impl ChannelOps for RxChannel {
    fn id(&self) -> ChannelId {
        self.id
    }

    fn hal(&self) -> &Arc<dyn NicHal> {
        &self.hal
    }

    fn fault_table(&self) -> &'static [FaultBit] {
        self.faults
    }

    fn read_status(&self) -> u64 {
        self.hal.read64(self.reg(regs::RDC_CTL_STAT))
    }

    fn clear_status(&self, bits: u64) {
        self.hal.write64(self.reg(regs::RDC_CTL_STAT), bits);
    }

    fn mask_interrupts(&self, masked: bool) {
        let mask = if masked { INTR_MASK_ALL } else { 0 };
        self.hal.write64(self.reg(regs::RDC_INTR_MASK), mask);
    }

    fn quiesce(&self) -> bool {
        let ctl = self.reg(regs::RDC_CTL);
        self.hal.write64(ctl, 0);
        self.wait_for(ctl, RxCtl::QUIESCED.bits(), true, self.cfg.quiesce_retries)
    }

    fn reinit(&self) -> NicResult {
        let mut inner = self.inner.lock();
        let released = inner.cbs.release_all().count();
        self.drop_chain(&mut inner);
        inner.chain_bad = false;
        inner.bufs.zero();
        inner.cpl.zero();
        inner.ring.reset();
        inner.cpl_head = 0;
        inner.cpl_wrap = false;
        inner.generation = inner.generation.wrapping_add(1);
        self.program(&mut inner)?;
        debug!(
            "{}: reinitialized as generation {}, {released} buffers released",
            self.id, inner.generation
        );
        Ok(())
    }
}

impl Drop for RxChannel {
    fn drop(&mut self) {
        if self.monitor.state() != ChannelState::Disabled {
            self.disable();
        }
    }
}

/// A bounded, restartable receive poll. See [`RxChannel::poll`].
pub struct RxPoll<'a> {
    ch: &'a RxChannel,
    // Ring generation the poll started in.
    generation: u32,
    producer: usize,
    budget: usize,
    touched: bool,
    live: bool,
}

impl<'a> RxPoll<'a> {
    fn empty(ch: &'a RxChannel) -> Self {
        Self {
            ch,
            generation: 0,
            producer: 0,
            budget: 0,
            touched: false,
            live: false,
        }
    }

    /// Locks the channel if the ring is still the one this poll started on.
    fn lock(&mut self) -> Option<spin::MutexGuard<'a, RxInner>> {
        if !self.live {
            return None;
        }
        let ch: &'a RxChannel = self.ch;
        let inner = ch.inner.lock();
        if inner.generation != self.generation || !self.ch.monitor.is_running() {
            self.live = false;
            return None;
        }
        Some(inner)
    }
}

impl Iterator for RxPoll<'_> {
    type Item = RxPacket;

    fn next(&mut self) -> Option<RxPacket> {
        let mut inner = self.lock()?;
        while self.budget > 0 && inner.cpl_head != self.producer {
            self.touched = true;
            if let Some(pkt) = self.ch.consume(&mut inner) {
                self.budget -= 1;
                return Some(pkt);
            }
        }
        None
    }
}

impl Drop for RxPoll<'_> {
    fn drop(&mut self) {
        let touched = self.touched;
        if let Some(mut inner) = self.lock() {
            self.ch.finish(&mut inner, touched);
        }
    }
}

#[cfg(test)]
mod tests {
    use alloc::vec;

    use core::sync::atomic::{AtomicUsize, Ordering};

    use nic_base::mock::MockPlatform;
    use spin::Mutex as SpinMutex;

    use super::*;
    use crate::{generation::Gen2, sim::RxDevice};

    struct Rig {
        dev: RxDevice,
        ch: RxChannel,
    }

    fn rig(cfg: RxConfig) -> Rig {
        let mock = Arc::new(MockPlatform::new());
        let dev = RxDevice::attach(&mock, 0);
        let hal: Arc<dyn NicHal> = mock;
        let ch = RxChannel::new(0, &hal, Gen2.into(), cfg, FaultHooks::default()).unwrap();
        Rig { dev, ch }
    }

    fn small() -> RxConfig {
        RxConfig {
            ring_size: 8,
            gap: 1,
            pool_bufs: 16,
            ..RxConfig::default()
        }
    }

    fn frame(len: usize, seed: u8) -> Vec<u8> {
        (0..len).map(|i| (i as u8).wrapping_mul(31) ^ seed).collect()
    }

    #[test]
    fn init_posts_all_but_the_gap() {
        let r = rig(small());
        assert_eq!(r.dev.posted(), 7);
        assert_eq!(r.ch.posted(), 7);
        assert_eq!(r.ch.pool_available(), 9);
        assert!(r.dev.is_enabled());
    }

    #[test]
    fn short_frame_is_copied() {
        let r = rig(small());
        let data = frame(100, 1);
        r.dev.receive(&data).unwrap();
        let pkts: Vec<_> = r.ch.poll(16).collect();
        assert_eq!(pkts.len(), 1);
        assert_eq!(pkts[0].to_vec(), data);
        assert!(!pkts[0].is_zero_copy());
        assert_eq!(r.dev.posted(), 7);
        assert_eq!(r.ch.pool_available(), 9);
        assert_eq!(r.dev.consumed_to().map(|p| p.index), Some(1));
    }

    #[test]
    fn long_frame_is_loaned_until_dropped() {
        let r = rig(small());
        let data = frame(1500, 2);
        r.dev.receive(&data).unwrap();
        let pkt = r.ch.poll(16).next().unwrap();
        assert!(pkt.is_zero_copy());
        assert_eq!(pkt.to_vec(), data);
        assert_eq!(r.ch.pool_available(), 8);
        assert_eq!(r.dev.posted(), 7);
        drop(pkt);
        assert_eq!(r.ch.pool_available(), 9);
    }

    #[test]
    fn jumbo_frame_spans_three_buffers() {
        let r = rig(RxConfig {
            buf_size: 4096,
            ..small()
        });
        let data = frame(9000, 3);
        let segs: Vec<&[u8]> = data.chunks(3000).collect();
        r.dev.receive_segments(&segs).unwrap();

        let pkts: Vec<_> = r.ch.poll(16).collect();
        assert_eq!(pkts.len(), 1);
        assert_eq!(pkts[0].len(), 9000);
        assert_eq!(pkts[0].segments().len(), 3);
        assert_eq!(pkts[0].to_vec(), data);
        let stats = r.ch.stats().snapshot();
        assert_eq!((stats.ipackets, stats.ibytes, stats.chained), (1, 9000, 1));
        assert_eq!(r.dev.posted(), 7);
    }

    #[test]
    fn error_entry_is_counted_and_replenished() {
        let r = rig(small());
        r.dev.receive_error(2).unwrap();
        assert_eq!(r.ch.poll(16).count(), 0);
        let stats = r.ch.stats().snapshot();
        assert_eq!(stats.ierrors, 1);
        assert_eq!(stats.ipackets, 0);
        assert_eq!(r.dev.posted(), 7);
        assert_eq!(r.ch.pool_available(), 9);
    }

    #[test]
    fn poll_respects_budget_and_resumes() {
        let r = rig(small());
        for i in 0..5 {
            r.dev.receive(&frame(64, i)).unwrap();
        }
        assert_eq!(r.ch.poll(2).count(), 2);
        let first = r.ch.poll(10).next().unwrap();
        assert_eq!(first.to_vec(), frame(64, 2));
        let rest: Vec<_> = r.ch.poll(10).map(|p| p.to_vec()).collect();
        assert_eq!(rest, [frame(64, 3), frame(64, 4)]);
        assert_eq!(r.ch.poll(10).count(), 0);
    }

    #[test]
    fn empty_pool_defers_replenish() {
        let r = rig(RxConfig {
            pool_bufs: 8,
            ..small()
        });
        for i in 0..3 {
            r.dev.receive(&frame(1000, i)).unwrap();
        }
        let held: Vec<_> = r.ch.poll(16).collect();
        assert_eq!(held.len(), 3);
        assert_eq!(r.ch.pending_replenish(), 2);
        assert_eq!(r.ch.stats().snapshot().ierrors_alloc, 3);
        assert_eq!(r.dev.posted(), 5);

        drop(held);
        assert_eq!(r.ch.poll(16).count(), 0);
        assert_eq!(r.ch.pending_replenish(), 0);
        assert_eq!(r.dev.posted(), 7);
    }

    #[test]
    fn offset_is_stripped_from_the_first_segment() {
        let r = rig(RxConfig {
            offset: 2,
            ..small()
        });
        let data = frame(300, 4);
        r.dev.receive(&data).unwrap();
        let pkt = r.ch.poll(1).next().unwrap();
        assert_eq!(pkt.len(), 300);
        assert_eq!(pkt.to_vec(), data);
    }

    #[test]
    fn recovery_bumps_generation() {
        let r = rig(small());
        r.dev.receive(&frame(1200, 5)).unwrap();
        let old = r.ch.poll(1).next().unwrap();
        assert_eq!(old.generation(), 0);

        r.dev.raise(RxErr::RBR_PRE_PAR);
        r.ch.check_faults().unwrap();
        assert_eq!(r.ch.monitor().resets(), 1);
        assert_eq!(r.ch.generation(), 1);
        assert_eq!(r.dev.posted(), 7);

        r.dev.receive(&frame(64, 6)).unwrap();
        let new = r.ch.poll(1).next().unwrap();
        assert_eq!(new.generation(), 1);
        assert_eq!(old.to_vec(), frame(1200, 5));
    }

    #[test]
    fn service_hands_frames_to_the_sink() {
        struct Sink(SpinMutex<Vec<(ChannelId, usize)>>);
        impl Deliver for Sink {
            fn deliver(&self, channel: ChannelId, packet: RxPacket) {
                self.0.lock().push((channel, packet.len()));
            }
        }
        let r = rig(small());
        r.dev.receive(&frame(70, 7)).unwrap();
        r.dev.receive(&frame(700, 8)).unwrap();
        let sink = Sink(SpinMutex::new(Vec::new()));
        assert_eq!(r.ch.service(8, &sink), 2);
        assert_eq!(*sink.0.lock(), [(ChannelId::rx(0), 70), (ChannelId::rx(0), 700)]);
    }

    #[test]
    fn channel_is_usable_while_a_poll_is_live() {
        let r = rig(small());
        for i in 0..3 {
            r.dev.receive(&frame(64, i)).unwrap();
        }
        let mut poll = r.ch.poll(8);
        let first = poll.next().unwrap();
        assert_eq!(first.generation(), r.ch.generation());
        assert_eq!(r.ch.posted(), 7);

        // A fault recovered from another context ends the poll.
        r.dev.raise(RxErr::RBR_PRE_PAR);
        assert!(r.ch.check_faults().unwrap().is_some());
        assert!(poll.next().is_none());
        drop(poll);
        assert_eq!(r.ch.generation(), 1);
        assert_eq!(r.dev.posted(), 7);
        assert_eq!(r.ch.pool_available(), 9);
    }

    #[test]
    fn sink_may_inspect_the_channel() {
        struct Checker<'a> {
            ch: &'a RxChannel,
            current: AtomicUsize,
        }
        impl Deliver for Checker<'_> {
            fn deliver(&self, _channel: ChannelId, packet: RxPacket) {
                if packet.generation() == self.ch.generation() {
                    self.current.fetch_add(1, Ordering::Relaxed);
                }
            }
        }
        let r = rig(small());
        r.dev.receive(&frame(80, 1)).unwrap();
        r.dev.receive(&frame(800, 2)).unwrap();
        let sink = Checker {
            ch: &r.ch,
            current: AtomicUsize::new(0),
        };
        assert_eq!(r.ch.service(8, &sink), 2);
        assert_eq!(sink.current.load(Ordering::Relaxed), 2);
    }

    #[test]
    fn empty_completion_is_dropped() {
        let r = rig(small());
        let empty: &[u8] = &[];
        r.dev.receive_segments(&[empty]).unwrap();
        r.dev.receive(&frame(64, 9)).unwrap();
        let got: Vec<_> = r.ch.poll(8).map(|p| p.to_vec()).collect();
        assert_eq!(got, [frame(64, 9)]);
        let stats = r.ch.stats().snapshot();
        assert_eq!((stats.ierrors, stats.ipackets), (1, 1));
        assert_eq!(r.dev.posted(), 7);
    }

    #[test]
    fn reinit_without_buffers_fails_instead_of_enabling() {
        let r = rig(RxConfig {
            pool_bufs: 7,
            ..small()
        });
        for i in 0..7 {
            r.dev.receive(&frame(1000, i)).unwrap();
        }
        let held: Vec<_> = r.ch.poll(16).collect();
        assert_eq!(held.len(), 7);
        assert_eq!(r.ch.pool_available(), 0);

        assert_eq!(r.ch.reset(), Err(NicError::NoMemory));
        assert_eq!(r.ch.state(), ChannelState::Disabled);
        assert!(!r.dev.is_enabled());
        drop(held);
    }

    #[test]
    fn copied_segments_concatenate() {
        let pkt = RxPacket {
            segments: vec![RxSegment::Copied(vec![1, 2]), RxSegment::Copied(vec![3])],
            len: 3,
            generation: 7,
            packet_type: 0,
        };
        assert_eq!(pkt.to_vec(), [1, 2, 3]);
        assert!(!pkt.is_zero_copy());
        assert_eq!(pkt.generation(), 7);
    }

    #[test]
    fn config_validation() {
        assert!(RxConfig::default().validate().is_ok());
        let short_pool = RxConfig {
            pool_bufs: 16,
            ..RxConfig::default()
        };
        assert_eq!(short_pool.validate(), Err(NicError::InvalidInput));
        let big_offset = RxConfig {
            offset: 300,
            ..RxConfig::default()
        };
        assert!(big_offset.validate().is_err());
    }
}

[What you will do]: Only the number is wanted here. Please work out how many lines of the records contain "RxPoll".

[Solution to this task]: 4